%%
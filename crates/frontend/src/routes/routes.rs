use crate::layout::Shell;
use crate::pages::chat::ChatPage;
use crate::pages::parse::ParsePage;
use crate::pages::upload::UploadPage;
use leptos::prelude::*;
use leptos_router::components::{ParentRoute, Route, Router, Routes};
use leptos_router::path;

#[component]
fn NotFound() -> impl IntoView {
    view! { <div style="padding: 20px;">"Page not found"</div> }
}

#[component]
pub fn AppRoutes() -> impl IntoView {
    view! {
        <Router>
            <Routes fallback=|| view! { <NotFound /> }>
                <ParentRoute path=path!("") view=Shell>
                    <Route path=path!("") view=ChatPage />
                    <Route path=path!("parse") view=ParsePage />
                    <Route path=path!("upload") view=UploadPage />
                </ParentRoute>
            </Routes>
        </Router>
    }
}
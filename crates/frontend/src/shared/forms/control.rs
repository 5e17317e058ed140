use super::validation::{ValidationErrors, Validator};

/// State of a single validated text field
#[derive(Debug, Clone)]
pub struct FormControl {
    value: String,
    initial: String,
    validators: Vec<Validator>,
    /// Errors set from outside (server, custom control); dropped on the next edit
    external_errors: ValidationErrors,
    touched: bool,
    dirty: bool,
}

impl FormControl {
    pub fn new(initial: impl Into<String>, validators: Vec<Validator>) -> Self {
        let initial = initial.into();
        Self {
            value: initial.clone(),
            initial,
            validators,
            external_errors: ValidationErrors::new(),
            touched: false,
            dirty: false,
        }
    }

    pub fn value(&self) -> &str {
        &self.value
    }

    /// Programmatic update; does not mark the control dirty
    pub fn set_value(&mut self, value: impl Into<String>) {
        self.value = value.into();
        self.external_errors = ValidationErrors::new();
    }

    /// Update coming from the user typing
    pub fn input(&mut self, value: impl Into<String>) {
        self.set_value(value);
        self.dirty = true;
    }

    /// Back to the initial value, untouched and pristine
    pub fn reset(&mut self) {
        self.value = self.initial.clone();
        self.external_errors = ValidationErrors::new();
        self.touched = false;
        self.dirty = false;
    }

    pub fn set_errors(&mut self, errors: ValidationErrors) {
        self.external_errors = errors;
    }

    pub fn errors(&self) -> ValidationErrors {
        self.validators
            .iter()
            .filter_map(|v| v.validate(&self.value))
            .chain(self.external_errors.iter().cloned())
            .collect()
    }

    pub fn is_valid(&self) -> bool {
        self.errors().is_empty()
    }

    pub fn is_invalid(&self) -> bool {
        !self.is_valid()
    }

    pub fn touched(&self) -> bool {
        self.touched
    }

    pub fn dirty(&self) -> bool {
        self.dirty
    }

    pub fn mark_as_touched(&mut self) {
        self.touched = true;
    }

    pub fn mark_as_untouched(&mut self) {
        self.touched = false;
    }

    pub fn mark_as_dirty(&mut self) {
        self.dirty = true;
    }

    /// Errors are displayed only once the user interacted with the field
    pub fn should_show_errors(&self) -> bool {
        (self.touched || self.dirty) && self.is_invalid()
    }
}

#[cfg(test)]
mod tests {
    use super::super::ValidationError;
    use super::*;

    fn message_control() -> FormControl {
        FormControl::new("", vec![Validator::Required, Validator::MaxLength(5)])
    }

    #[test]
    fn starts_pristine_and_invalid_when_required() {
        let control = message_control();
        assert!(control.is_invalid());
        assert!(!control.touched());
        assert!(!control.dirty());
        assert!(!control.should_show_errors());
    }

    #[test]
    fn input_marks_dirty_and_revalidates() {
        let mut control = message_control();
        control.input("hello");
        assert!(control.is_valid());
        assert!(control.dirty());

        control.input("hello!");
        assert!(control.errors().has("maxlength"));
        assert!(control.should_show_errors());
    }

    #[test]
    fn external_errors_last_until_next_edit() {
        let mut control = message_control();
        control.set_value("ok");
        control.set_errors(ValidationErrors::single(ValidationError::Server(
            "boom".to_string(),
        )));
        assert!(control.errors().has("server"));
        assert!(control.is_invalid());

        control.input("ok2");
        assert!(!control.errors().has("server"));
        assert!(control.is_valid());
    }

    #[test]
    fn reset_restores_initial_state() {
        let mut control = message_control();
        control.input("abc");
        control.mark_as_touched();
        control.reset();
        assert_eq!(control.value(), "");
        assert!(!control.touched());
        assert!(!control.dirty());
    }
}
use axum::body::Body;
use axum::http::Request;
use axum::middleware::Next;
use axum::response::Response;
use tracing_subscriber::{layer::SubscriberExt, util::SubscriberInitExt};

/// Install the tracing subscriber: stdout plus `target/logs/backend.log`
pub fn init_tracing() -> anyhow::Result<()> {
    let log_dir = std::path::Path::new("target").join("logs");
    std::fs::create_dir_all(&log_dir)?;

    let log_file_path = log_dir.join("backend.log");
    let log_file = std::fs::OpenOptions::new()
        .create(true)
        .append(true)
        .open(log_file_path)?;

    tracing_subscriber::registry()
        .with(tracing_subscriber::EnvFilter::new(
            std::env::var("RUST_LOG").unwrap_or_else(|_| {
                // Keep HTTP client internals quiet, application logs at info
                "info,hyper=warn,reqwest=warn".into()
            }),
        ))
        .with(tracing_subscriber::fmt::layer())
        .with(
            tracing_subscriber::fmt::layer()
                .with_writer(std::sync::Arc::new(log_file))
                .with_ansi(false),
        )
        .init();

    Ok(())
}

/// Request logging middleware.
///
/// Logs once the response head is ready. The body is passed through
/// untouched, so streamed responses are not held back.
pub async fn request_logger(req: Request<Body>, next: Next) -> Response {
    let start = std::time::Instant::now();
    let method = req.method().clone();
    let uri = req.uri().clone();

    let response = next.run(req).await;

    let status = response.status().as_u16();
    let duration = start.elapsed();
    let size = response
        .headers()
        .get(axum::http::header::CONTENT_LENGTH)
        .and_then(|v| v.to_str().ok())
        .unwrap_or("-")
        .to_string();

    if response.status().is_success() {
        tracing::info!(
            "{:>5}ms | {:>10} | {} {:>6} {}",
            duration.as_millis(),
            size,
            status,
            method,
            uri.path()
        );
    } else {
        tracing::warn!(
            "{:>5}ms | {:>10} | {} {:>6} {}",
            duration.as_millis(),
            size,
            status,
            method,
            uri.path()
        );
    }

    response
}
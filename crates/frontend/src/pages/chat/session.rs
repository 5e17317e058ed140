//! Chat Page - Session
//!
//! The conversation and its connection state. Every transition of
//! [`ChatConnectState`] on the chat page goes through this type.

use contracts::chat::stream::ChatStreamEvent;
use contracts::chat::{
    ChatCompletionRequest, ChatConnectState, ChatFormValue, ChatMessage, ChatRole,
};
use uuid::Uuid;

#[derive(Debug, Clone, PartialEq, Eq)]
pub struct ChatEntry {
    pub id: Uuid,
    pub message: ChatMessage,
}

impl ChatEntry {
    fn new(message: ChatMessage) -> Self {
        Self {
            id: Uuid::new_v4(),
            message,
        }
    }
}

#[derive(Debug, Clone, Default)]
pub struct ChatSession {
    entries: Vec<ChatEntry>,
    state: ChatConnectState,
    error: Option<String>,
}

impl ChatSession {
    pub fn new() -> Self {
        Self::default()
    }

    pub fn state(&self) -> ChatConnectState {
        self.state
    }

    pub fn error(&self) -> Option<&str> {
        self.error.as_deref()
    }

    pub fn entries(&self) -> &[ChatEntry] {
        &self.entries
    }

    pub fn entry(&self, id: Uuid) -> Option<&ChatEntry> {
        self.entries.iter().find(|e| e.id == id)
    }

    /// Load a saved conversation and start waiting for input
    pub fn restore(&mut self, history: Vec<ChatMessage>) {
        self.entries = history.into_iter().map(ChatEntry::new).collect();
        self.state = ChatConnectState::Waiting;
        self.error = None;
    }

    /// Messages worth persisting: the assistant placeholder of an unanswered
    /// request is left out
    pub fn history(&self) -> Vec<ChatMessage> {
        self.entries
            .iter()
            .filter(|e| !(e.message.role == ChatRole::Assistant && e.message.content.is_empty()))
            .map(|e| e.message.clone())
            .collect()
    }

    /// Start a completion for the submitted message.
    ///
    /// Appends the user message and an empty assistant message that the
    /// stream fills in. Returns `None` unless the session is waiting.
    pub fn begin(&mut self, value: ChatFormValue) -> Option<ChatCompletionRequest> {
        if !self.state.can_send() {
            return None;
        }
        self.entries.push(ChatEntry::new(ChatMessage::user(value.message)));
        let request = ChatCompletionRequest {
            messages: self.history(),
        };
        self.entries.push(ChatEntry::new(ChatMessage::assistant("")));
        self.state = ChatConnectState::Loading;
        self.error = None;
        Some(request)
    }

    /// Apply one stream event; events arriving after a stop are ignored
    pub fn apply(&mut self, event: ChatStreamEvent) {
        if !self.state.is_generating() {
            return;
        }
        match event {
            ChatStreamEvent::Delta { content } => {
                if let Some(last) = self.pending_answer_mut() {
                    last.message.content.push_str(&content);
                }
                self.state = ChatConnectState::Streaming;
            }
            ChatStreamEvent::Done { .. } => {
                self.drop_empty_answer();
                self.state = ChatConnectState::Waiting;
            }
            ChatStreamEvent::Error { message } => self.fail(message),
        }
    }

    /// The body ended; without a `Done` event only a non-empty answer counts
    pub fn finish_stream(&mut self) {
        if !self.state.is_generating() {
            return;
        }
        match self.state {
            ChatConnectState::Streaming => {
                self.drop_empty_answer();
                self.state = ChatConnectState::Waiting;
            }
            _ => self.fail("The answer stream ended before any content arrived".to_string()),
        }
    }

    /// Request or transport failure while generating
    pub fn fail(&mut self, message: String) {
        if !self.state.is_generating() {
            return;
        }
        self.drop_empty_answer();
        self.state = ChatConnectState::Error;
        self.error = Some(message);
    }

    /// User stopped the generation: keep the partial answer
    pub fn stop(&mut self) -> bool {
        if !self.state.is_generating() {
            return false;
        }
        self.drop_empty_answer();
        self.state = ChatConnectState::Waiting;
        true
    }

    pub fn dismiss_error(&mut self) {
        if self.state == ChatConnectState::Error {
            self.state = ChatConnectState::Waiting;
        }
        self.error = None;
    }

    /// Forget the conversation. Not allowed while generating.
    pub fn clear(&mut self) -> bool {
        if self.state.is_generating() {
            return false;
        }
        self.entries.clear();
        self.error = None;
        self.state = ChatConnectState::Waiting;
        true
    }

    fn pending_answer_mut(&mut self) -> Option<&mut ChatEntry> {
        self.entries
            .last_mut()
            .filter(|e| e.message.role == ChatRole::Assistant)
    }

    fn drop_empty_answer(&mut self) {
        if self
            .entries
            .last()
            .is_some_and(|e| e.message.role == ChatRole::Assistant && e.message.content.is_empty())
        {
            self.entries.pop();
        }
    }
}

#[cfg(test)]
mod tests {
    use super::*;

    fn waiting_session() -> ChatSession {
        let mut session = ChatSession::new();
        session.restore(vec![]);
        session
    }

    fn value(message: &str) -> ChatFormValue {
        ChatFormValue {
            message: message.to_string(),
        }
    }

    fn delta(content: &str) -> ChatStreamEvent {
        ChatStreamEvent::Delta {
            content: content.to_string(),
        }
    }

    #[test]
    fn starts_idle_and_waits_after_restore() {
        let mut session = ChatSession::new();
        assert_eq!(session.state(), ChatConnectState::Idle);
        assert!(session.begin(value("hi")).is_none());

        session.restore(vec![ChatMessage::user("a"), ChatMessage::assistant("b")]);
        assert_eq!(session.state(), ChatConnectState::Waiting);
        assert_eq!(session.entries().len(), 2);
    }

    #[test]
    fn streamed_answer_lifecycle() {
        let mut session = waiting_session();
        let request = session.begin(value("Hello")).unwrap();
        assert_eq!(request.messages, vec![ChatMessage::user("Hello")]);
        assert_eq!(session.state(), ChatConnectState::Loading);
        assert!(session.begin(value("again")).is_none());

        session.apply(delta("Hi "));
        assert_eq!(session.state(), ChatConnectState::Streaming);
        session.apply(delta("there"));
        session.apply(ChatStreamEvent::Done {
            finish_reason: Some("stop".to_string()),
        });

        assert_eq!(session.state(), ChatConnectState::Waiting);
        assert_eq!(
            session.history(),
            vec![ChatMessage::user("Hello"), ChatMessage::assistant("Hi there")]
        );
    }

    #[test]
    fn request_carries_previous_turns() {
        let mut session = ChatSession::new();
        session.restore(vec![ChatMessage::user("a"), ChatMessage::assistant("b")]);
        let request = session.begin(value("c")).unwrap();
        assert_eq!(request.messages.len(), 3);
        assert_eq!(request.messages[2], ChatMessage::user("c"));
    }

    #[test]
    fn error_event_drops_empty_answer() {
        let mut session = waiting_session();
        session.begin(value("Hello")).unwrap();
        session.apply(ChatStreamEvent::Error {
            message: "rate limited".to_string(),
        });
        assert_eq!(session.state(), ChatConnectState::Error);
        assert_eq!(session.error(), Some("rate limited"));
        assert_eq!(session.history(), vec![ChatMessage::user("Hello")]);

        session.dismiss_error();
        assert_eq!(session.state(), ChatConnectState::Waiting);
        assert_eq!(session.error(), None);
    }

    #[test]
    fn stop_keeps_partial_answer_and_ignores_late_events() {
        let mut session = waiting_session();
        session.begin(value("Tell a story")).unwrap();
        session.apply(delta("Once upon"));
        assert!(session.stop());
        assert_eq!(session.state(), ChatConnectState::Waiting);

        session.apply(delta(" a time"));
        session.fail("aborted".to_string());
        assert_eq!(session.state(), ChatConnectState::Waiting);
        assert_eq!(session.entries().last().unwrap().message.content, "Once upon");
        assert!(!session.stop());
    }

    #[test]
    fn stream_closed_without_done() {
        let mut session = waiting_session();
        session.begin(value("q")).unwrap();
        session.finish_stream();
        assert_eq!(session.state(), ChatConnectState::Error);

        let mut session = waiting_session();
        session.begin(value("q")).unwrap();
        session.apply(delta("partial"));
        session.finish_stream();
        assert_eq!(session.state(), ChatConnectState::Waiting);
    }

    #[test]
    fn clear_is_refused_while_generating() {
        let mut session = waiting_session();
        session.begin(value("q")).unwrap();
        assert!(!session.clear());
        session.stop();
        assert!(session.clear());
        assert!(session.entries().is_empty());
    }
}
%%
- Description of the task -
The exercise is to copy out every line above that has the word "through" in it.

- Exercise response -
/// Logs once the response head is ready. The body is passed through
//! [`ChatConnectState`] on the chat page goes through this type.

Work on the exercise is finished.